By Dale McFeatters
Mitt Romney has settled on a curious campaign strategy: insulting the people he needs to get elected as president.
At a $50,000-a-plate fundraiser last May in Boca Raton, Fla., Romney devolved himself of the curious thought that 47 percent of the electorate will vote for President Barack Obama "no matter what" because they are completely dependent on the government to care for them. They "believe that they are entitled to health care, to food, to housing, to you-name-it. That's an entitlement. And the government should give it to them. ... These are people who pay no income tax."
Casually dismissing nearly half of all Americans as freeloaders, he said that, presumably, as president: "My job is not to worry about these people. I'll never convince them they should take personal responsibility and care for their lives."
The Tax Foundation, a think tank in Washington, D.C., found that the 10 states with the highest number of "these people" who don't pay income taxes are in red states most likely to go for Romney.
The Tax Policy Center, which does independent analysis, says that, indeed, 46 percent of Americans paid no federal income tax last year, although they did pay other taxes: federal payroll and excise taxes, state and local income taxes, sales and property taxes.
The TPC says half of those who didn't pay income taxes didn't earn enough to owe any.

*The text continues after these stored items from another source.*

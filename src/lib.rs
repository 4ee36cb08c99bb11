//! Two-player chess rules with a minimax opponent.
//!
//! [`board`] holds the rules (legal moves, check, mate, stalemate,
//! castling, en passant, promotion) and the search; [`engine`] runs that
//! search on a worker thread for front ends that must stay responsive.

pub mod board;
pub mod engine;
pub mod tt;
mod zobrist;

pub use board::{Color, Game, GameStatus, Move, Piece, PieceKind, Position};
pub use board::{SearchConfig, SearchEngine};
pub use tt::TranspositionTable;
//! Error types for board operations.

use std::fmt;

use super::{Color, Position};

/// Error type for square parsing failures
#[derive(Debug, Clone, PartialEq, Eq)]
pub enum SquareError {
    /// Rank character outside 1-8
    RankOutOfBounds { rank: char },
    /// File character outside a-h
    FileOutOfBounds { file: char },
    /// Not a two-character square name
    InvalidNotation { notation: String },
}

impl fmt::Display for SquareError {
    fn fmt(&self, f: &mut fmt::Formatter<'_>) -> fmt::Result {
        match self {
            SquareError::RankOutOfBounds { rank } => {
                write!(f, "Rank '{rank}' out of bounds (must be 1-8)")
            }
            SquareError::FileOutOfBounds { file } => {
                write!(f, "File '{file}' out of bounds (must be a-h)")
            }
            SquareError::InvalidNotation { notation } => {
                write!(f, "Invalid square notation '{notation}'")
            }
        }
    }
}

impl std::error::Error for SquareError {}

/// Error type for FEN parsing failures
#[derive(Debug, Clone, PartialEq, Eq)]
pub enum FenError {
    /// FEN string has too few parts (needs at least 4)
    TooFewParts { found: usize },
    /// Invalid piece character in position string
    InvalidPiece { char: char },
    /// Invalid castling character
    InvalidCastling { char: char },
    /// Invalid side to move (must be 'w' or 'b')
    InvalidSideToMove { found: String },
    /// Invalid en passant square
    InvalidEnPassant { found: String },
    /// Placement does not describe exactly 8 ranks
    InvalidRankCount { found: usize },
    /// A rank describes more or fewer than 8 files
    InvalidRankLength { rank: usize, files: usize },
}

impl fmt::Display for FenError {
    fn fmt(&self, f: &mut fmt::Formatter<'_>) -> fmt::Result {
        match self {
            FenError::TooFewParts { found } => {
                write!(f, "FEN must have at least 4 parts, found {found}")
            }
            FenError::InvalidPiece { char } => {
                write!(f, "Invalid piece character '{char}' in FEN")
            }
            FenError::InvalidCastling { char } => {
                write!(f, "Invalid castling character '{char}' in FEN")
            }
            FenError::InvalidSideToMove { found } => {
                write!(f, "Invalid side to move '{found}', expected 'w' or 'b'")
            }
            FenError::InvalidEnPassant { found } => {
                write!(f, "Invalid en passant square '{found}'")
            }
            FenError::InvalidRankCount { found } => {
                write!(f, "FEN placement must have 8 ranks, found {found}")
            }
            FenError::InvalidRankLength { rank, files } => {
                write!(f, "Rank {rank} describes {files} files, expected 8")
            }
        }
    }
}

impl std::error::Error for FenError {}

/// Why a requested move was not played.
#[derive(Debug, Clone, PartialEq, Eq)]
pub enum MoveError {
    /// The game has already ended
    GameOver,
    /// No piece on the origin square
    EmptySquare { square: Position },
    /// The piece on the origin square belongs to the side not on move
    WrongSide { square: Position, to_move: Color },
    /// The destination is not among the legal moves of the piece
    IllegalMove { from: Position, to: Position },
    /// Move text could not be parsed
    Notation(SquareError),
}

impl fmt::Display for MoveError {
    fn fmt(&self, f: &mut fmt::Formatter<'_>) -> fmt::Result {
        match self {
            MoveError::GameOver => write!(f, "The game is over"),
            MoveError::EmptySquare { square } => write!(f, "No piece on {square}"),
            MoveError::WrongSide { square, to_move } => {
                write!(f, "Piece on {square} does not belong to {to_move}, who is to move")
            }
            MoveError::IllegalMove { from, to } => write!(f, "Illegal move {from}-{to}"),
            MoveError::Notation(err) => write!(f, "Unreadable move: {err}"),
        }
    }
}

impl std::error::Error for MoveError {
    fn source(&self) -> Option<&(dyn std::error::Error + 'static)> {
        match self {
            MoveError::Notation(err) => Some(err),
            _ => None,
        }
    }
}

impl From<SquareError> for MoveError {
    fn from(err: SquareError) -> Self {
        MoveError::Notation(err)
    }
}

Others didn't pay income taxes because of exemptions, deductions and credits intended to benefit senior citizens and low-income working families with children.

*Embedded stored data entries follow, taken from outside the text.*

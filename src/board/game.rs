//! Front-end operations: validated moves, history, and game status.

use log::{debug, info};

#[cfg(feature = "serde")]
use serde::{Deserialize, Serialize};

use super::error::MoveError;
use super::notation::{history_entry, parse_move};
use super::{Color, Game, PieceKind, Position};

/// Outcome of the position from the side to move's point of view.
#[derive(Clone, Copy, Debug, PartialEq, Eq)]
#[cfg_attr(feature = "serde", derive(Serialize, Deserialize))]
pub enum GameStatus {
    Ongoing,
    Checkmate { winner: Color },
    Stalemate,
}

impl Game {
    /// Reset to the standard starting position with an empty history.
    pub fn new_game(&mut self) {
        *self = Game::new();
    }

    /// Play a move for the side to move, silently ignoring it if it is not legal.
    ///
    /// Use [`Game::try_move`] to learn why a move was refused.
    pub fn move_piece(&mut self, from: Position, to: Position, promotion: Option<char>) {
        if let Err(err) = self.try_move(from, to, promotion) {
            debug!("move {from}-{to} rejected: {err}");
        }
    }

    /// Validate and play a move, append its notation to the history, and
    /// update the game-over flag.
    ///
    /// An unrecognised promotion letter promotes to a queen. On error the
    /// game is unchanged.
    pub fn try_move(
        &mut self,
        from: Position,
        to: Position,
        promotion: Option<char>,
    ) -> Result<(), MoveError> {
        if self.game_over {
            return Err(MoveError::GameOver);
        }
        let piece = self
            .board
            .get(from)
            .ok_or(MoveError::EmptySquare { square: from })?;
        if piece.color != self.side_to_move {
            return Err(MoveError::WrongSide {
                square: from,
                to_move: self.side_to_move,
            });
        }
        if !self.legal_moves_from(from).contains(&to) {
            return Err(MoveError::IllegalMove { from, to });
        }

        let choice = PieceKind::from_promotion_char(promotion);
        let record = self.make(from, to, choice);

        let mut notation = history_entry(from, to, record.promotion());

        let defender = self.side_to_move;
        if self.in_check(defender) {
            if self.has_legal_move(defender) {
                notation.push('+');
            } else {
                notation.push('#');
                self.game_over = true;
                info!("checkmate, {} wins", defender.opposite());
            }
        } else if !self.has_legal_move(defender) {
            self.game_over = true;
            info!("stalemate, {defender} has no legal move");
        }

        self.history.push(notation);
        Ok(())
    }

    /// Parse coordinate text such as `e2e4` or `e7-e8=N` and play it.
    pub fn try_move_text(&mut self, text: &str) -> Result<(), MoveError> {
        let (mv, promotion) = parse_move(text)?;
        self.try_move(mv.from, mv.to, promotion)
    }

    /// Notated moves played through [`Game::try_move`], oldest first.
    #[must_use]
    pub fn history(&self) -> &[String] {
        &self.history
    }

    /// Set once a move leaves the side to move without a legal reply.
    #[must_use]
    pub fn is_game_over(&self) -> bool {
        self.game_over
    }

    /// `color` is in check and has no legal move.
    pub fn is_checkmate(&mut self, color: Color) -> bool {
        self.in_check(color) && !self.has_legal_move(color)
    }

    /// `color` is not in check and has no legal move.
    pub fn is_stalemate(&mut self, color: Color) -> bool {
        !self.in_check(color) && !self.has_legal_move(color)
    }

    /// Status of the side to move, computed from the board.
    pub fn status(&mut self) -> GameStatus {
        let side = self.side_to_move;
        if self.has_legal_move(side) {
            GameStatus::Ongoing
        } else if self.in_check(side) {
            GameStatus::Checkmate {
                winner: side.opposite(),
            }
        } else {
            GameStatus::Stalemate
        }
    }

    /// Count leaf nodes of the legal move tree to `depth` plies.
    /// Promotions are counted once (as queen promotions).
    pub fn perft(&mut self, depth: u32) -> u64 {
        if depth == 0 {
            return 1;
        }
        let moves = self.all_legal_moves();
        if depth == 1 {
            return moves.len() as u64;
        }
        let mut nodes = 0;
        for mv in moves {
            let record = self.make(mv.from, mv.to, PieceKind::Queen);
            nodes += self.perft(depth - 1);
            self.unmake(record);
        }
        nodes
    }
}
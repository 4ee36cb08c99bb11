//! Move text: parsing coordinate moves and formatting history entries.
//!
//! Accepted input is `e2e4`, `e2-e4`, and for promotions an optional
//! `=` followed by the piece letter (`e7e8q`, `e7-e8=N`).

use std::str::FromStr;

use super::error::SquareError;
use super::{Move, PieceKind, Position};

/// Parse coordinate move text into a move and an optional promotion letter.
pub fn parse_move(text: &str) -> Result<(Move, Option<char>), SquareError> {
    let invalid = || SquareError::InvalidNotation {
        notation: text.to_string(),
    };
    let trimmed = text.trim();
    if !trimmed.is_ascii() || trimmed.len() < 4 {
        return Err(invalid());
    }

    let from: Position = trimmed[..2].parse()?;
    let rest = trimmed[2..].strip_prefix('-').unwrap_or(&trimmed[2..]);
    if rest.len() < 2 {
        return Err(invalid());
    }
    let to: Position = rest[..2].parse()?;

    let suffix = &rest[2..];
    let suffix = suffix.strip_prefix('=').unwrap_or(suffix);
    let mut letters = suffix.chars();
    let promotion = match (letters.next(), letters.next()) {
        (None, _) => None,
        (Some(c), None) if PieceKind::from_char(c).is_some() => Some(c),
        _ => return Err(invalid()),
    };

    Ok((Move::new(from, to), promotion))
}

impl FromStr for Move {
    type Err = SquareError;

    /// Parse `e2e4` or `e2-e4`; a promotion suffix is accepted and dropped.
    fn from_str(s: &str) -> Result<Self, Self::Err> {
        parse_move(s).map(|(mv, _)| mv)
    }
}

/// History text for a played move, before any check or mate marker.
pub(crate) fn history_entry(from: Position, to: Position, promotion: Option<PieceKind>) -> String {
    match promotion {
        Some(kind) => format!("{from}-{to}={}", kind.letter()),
        None => format!("{from}-{to}"),
    }
}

White senior citizens are ― or maybe, in light of events, were ― one of Romney's strongest demographics, and surely struggling blue-collar families might have been susceptible to his promise to create 12 million new jobs over the next four years.
But then the Romney campaign, being conducted at a leisurely, unhurried pace that surely worries his supporters, has strayed almost completely from what they thought would be their winning issue: jobs and the economy.
It is way too early to write off the GOP nominee's campaign, but there are signs of worry within: reports that ambitious Republicans are quietly elbowing and jostling to position themselves for 2016, just in case of a Romney loss, and further reports of dissension and infighting among his campaign staff, "a circular firing squad," as one observer put it.
There seems to be no good way to look at this incident. Either Romney really believes that nearly half of the country's residents are shiftless wards of the government or he was shamelessly pandering to a roomful of rich people, many of them no doubt skilled in the arts of tax avoidance. Neither explanation speaks well of him.
Dale McFeatters is an editorial writer for Scripps Howard News Service (www.scrippsnews.com).